Book Talk | Under the Influence: Putting Peer Pressure to Work
NYU’s Institute for Public Knowledge invites you to join for a book talk for Under the Influence: Putting Peer Pressure to Work, featuring the author Robert H. Frank in conversation with Gernot Wagner.
Psychologists have long understood that social environments profoundly shape our behavior, sometimes for the better, often for the worse. But social influence is a two-way street—our environments are themselves products of our behavior. Under the Influence explains how to unlock the latent power of social context. It reveals how our environments encourage smoking, bullying, tax cheating, sexual predation, problem drinking, and wasteful energy use. We are building bigger houses, driving heavier cars, and engaging in a host of other activities that threaten the planet—mainly because that’s what friends and neighbors do.

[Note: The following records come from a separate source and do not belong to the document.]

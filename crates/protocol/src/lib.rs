//! # LinkTerm Protocol Library
//!
//! This crate holds the parts of LinkTerm that both roles agree on and that
//! do not touch a socket or a terminal:
//!
//! - **Control Messages**: the resize side-channel multiplexed next to raw
//!   terminal bytes on one WebSocket connection
//! - **Endpoint Addressing**: normalization of user-supplied addresses into
//!   WebSocket URLs, the fixed session path, and client identification
//! - **Lifecycle**: the once-only disconnect narration with a human-readable
//!   session duration, and the per-session `Active → Closing → Closed` state
//!
//! ## Wire Layout
//!
//! ```text
//! ┌──────────────┬────────┬──────────────────────────────┐
//! │ Direction    │ Frame  │ Payload                      │
//! ├──────────────┼────────┼──────────────────────────────┤
//! │ client→server│ text   │ resize:<cols>:<rows>         │
//! │ client→server│ binary │ terminal input               │
//! │ client→server│ text   │ terminal input (older peers) │
//! │ server→client│ binary │ PTY output                   │
//! │ either       │ close  │ normal closure               │
//! └──────────────┴────────┴──────────────────────────────┘
//! ```
//!
//! ## Example Usage
//!
//! ```rust
//! use protocol::{decode_client_frame, encode_resize, ControlMessage, Frame, TerminalSize};
//!
//! let text = encode_resize(TerminalSize::new(120, 40));
//! assert_eq!(text, "resize:120:40");
//!
//! let decoded = decode_client_frame(Frame::Text(text));
//! assert_eq!(decoded, Some(ControlMessage::Resize(TerminalSize::new(120, 40))));
//! ```
//!
//! ## Modules
//!
//! - [`control`]: Control message encoding and decoding
//! - [`endpoint`]: URL normalization, client identification
//! - [`lifecycle`]: Disconnect reasons, duration formatting, session state
//! - [`error`]: Error types

pub mod control;
pub mod endpoint;
pub mod error;
pub mod lifecycle;

pub use control::{
    decode_client_frame, encode_resize, parse_resize, ControlMessage, Frame, TerminalSize,
    RESIZE_PREFIX,
};
pub use endpoint::{client_ip, normalize_url, platform, user_agent, DEFAULT_PORT, TERMINAL_PATH};
pub use error::{ProtocolError, Result};
pub use lifecycle::{format_duration, DisconnectReason, Lifecycle, SessionPhase, SessionState};
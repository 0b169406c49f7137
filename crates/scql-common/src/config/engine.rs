//! Engine configuration structures.
//!
//! The defaults are the card profile. Hosts may load a TOML file to run the
//! engine with other limits (e.g. a larger desktop simulator), but every
//! value must still fit the one-byte length encoding.

use serde::{Deserialize, Serialize};
use std::path::Path;

use crate::constants::{
    MAX_COLUMNS, MAX_COLUMN_NAME_LENGTH, MAX_DATA_COLUMN_LENGTH, MAX_LP_LENGTH, MAX_ROWS,
    MAX_TABLES, MAX_VIEWS,
};
use crate::error::{ScqlError, ScqlResult};

/// Main engine configuration.
///
/// # Example
///
/// ```rust
/// use scql_common::config::EngineConfig;
///
/// let config = EngineConfig::default();
/// assert_eq!(config.limits.max_rows, 25);
/// assert!(config.validate().is_ok());
/// ```
#[derive(Debug, Clone, Default, PartialEq, Eq, Serialize, Deserialize)]
pub struct EngineConfig {
    /// Capacity limits.
    #[serde(default)]
    pub limits: Limits,
}

impl EngineConfig {
    /// Creates a configuration with the given limits.
    #[must_use]
    pub fn with_limits(limits: Limits) -> Self {
        Self { limits }
    }

    /// Parses a configuration from TOML text and validates it.
    pub fn from_toml_str(text: &str) -> ScqlResult<Self> {
        let config: Self = toml::from_str(text).map_err(|e| ScqlError::InvalidConfig {
            message: e.to_string(),
        })?;
        config.validate()?;
        Ok(config)
    }

    /// Loads a configuration from a TOML file and validates it.
    pub fn from_file(path: &Path) -> ScqlResult<Self> {
        let content = std::fs::read_to_string(path)?;
        Self::from_toml_str(&content)
    }

    /// Renders the configuration as TOML.
    pub fn to_toml_string(&self) -> ScqlResult<String> {
        toml::to_string_pretty(self).map_err(|e| ScqlError::InvalidConfig {
            message: e.to_string(),
        })
    }

    /// Validates the configuration and returns an error if invalid.
    pub fn validate(&self) -> ScqlResult<()> {
        self.limits.validate()
    }
}

/// Capacity limits enforced by the catalog and the tables.
#[derive(Debug, Clone, Copy, PartialEq, Eq, Serialize, Deserialize)]
#[serde(default)]
pub struct Limits {
    /// Maximum number of tables.
    /// Default: 8
    pub max_tables: usize,

    /// Maximum number of views.
    /// Default: 5
    pub max_views: usize,

    /// Maximum number of columns per table.
    /// Default: 10
    pub max_columns: usize,

    /// Maximum column name length in bytes. Table and view names are
    /// bounded only by the one-byte length prefix.
    /// Default: 8
    pub max_column_name_length: usize,

    /// Maximum column value length in bytes.
    /// Default: 15
    pub max_data_column_length: usize,

    /// Maximum rows per table.
    /// Default: 25
    pub max_rows: usize,
}

impl Default for Limits {
    fn default() -> Self {
        Self {
            max_tables: MAX_TABLES,
            max_views: MAX_VIEWS,
            max_columns: MAX_COLUMNS,
            max_column_name_length: MAX_COLUMN_NAME_LENGTH,
            max_data_column_length: MAX_DATA_COLUMN_LENGTH,
            max_rows: MAX_ROWS,
        }
    }
}

impl Limits {
    /// Validates the limits and returns an error if invalid.
    pub fn validate(&self) -> ScqlResult<()> {
        let named = [
            ("max_tables", self.max_tables),
            ("max_views", self.max_views),
            ("max_columns", self.max_columns),
            ("max_column_name_length", self.max_column_name_length),
            ("max_data_column_length", self.max_data_column_length),
            ("max_rows", self.max_rows),
        ];

        for (field, value) in named {
            if value == 0 {
                return Err(ScqlError::InvalidConfig {
                    message: format!("{field} must be at least 1"),
                });
            }
        }

        // Counts and lengths travel as single bytes.
        for (field, value) in &named[2..5] {
            if *value > MAX_LP_LENGTH {
                return Err(ScqlError::InvalidConfig {
                    message: format!("{field} must not exceed {MAX_LP_LENGTH}"),
                });
            }
        }

        if self.max_rows > usize::from(u16::MAX) {
            return Err(ScqlError::InvalidConfig {
                message: format!("max_rows must not exceed {}", u16::MAX),
            });
        }

        Ok(())
    }
}
//! Core types for SCQL.
//!
//! This module contains the fundamental types shared by every SCQL crate.

mod ids;
mod name;

pub use ids::{ObjectId, TableId, ViewId};
pub use name::ObjectName;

In the wake of the hottest years on record, only robust measures to curb greenhouse gases promise relief from more frequent and intense storms, droughts, flooding, wildfires, and famines. Robert Frank describes how the strongest predictor of our willingness to support climate-friendly policies, install solar panels, or buy an electric car is the number of people we know who have already done so. In the face of stakes that could not be higher, the book explains how we could redirect trillions of dollars annually in support of carbon-free energy sources, all without requiring painful sacrifices from anyone.
Most of us would agree that we need to take responsibility for our own choices, but with more supportive social environments, each of us is more likely to make choices that benefit everyone. Under the Influence shows how.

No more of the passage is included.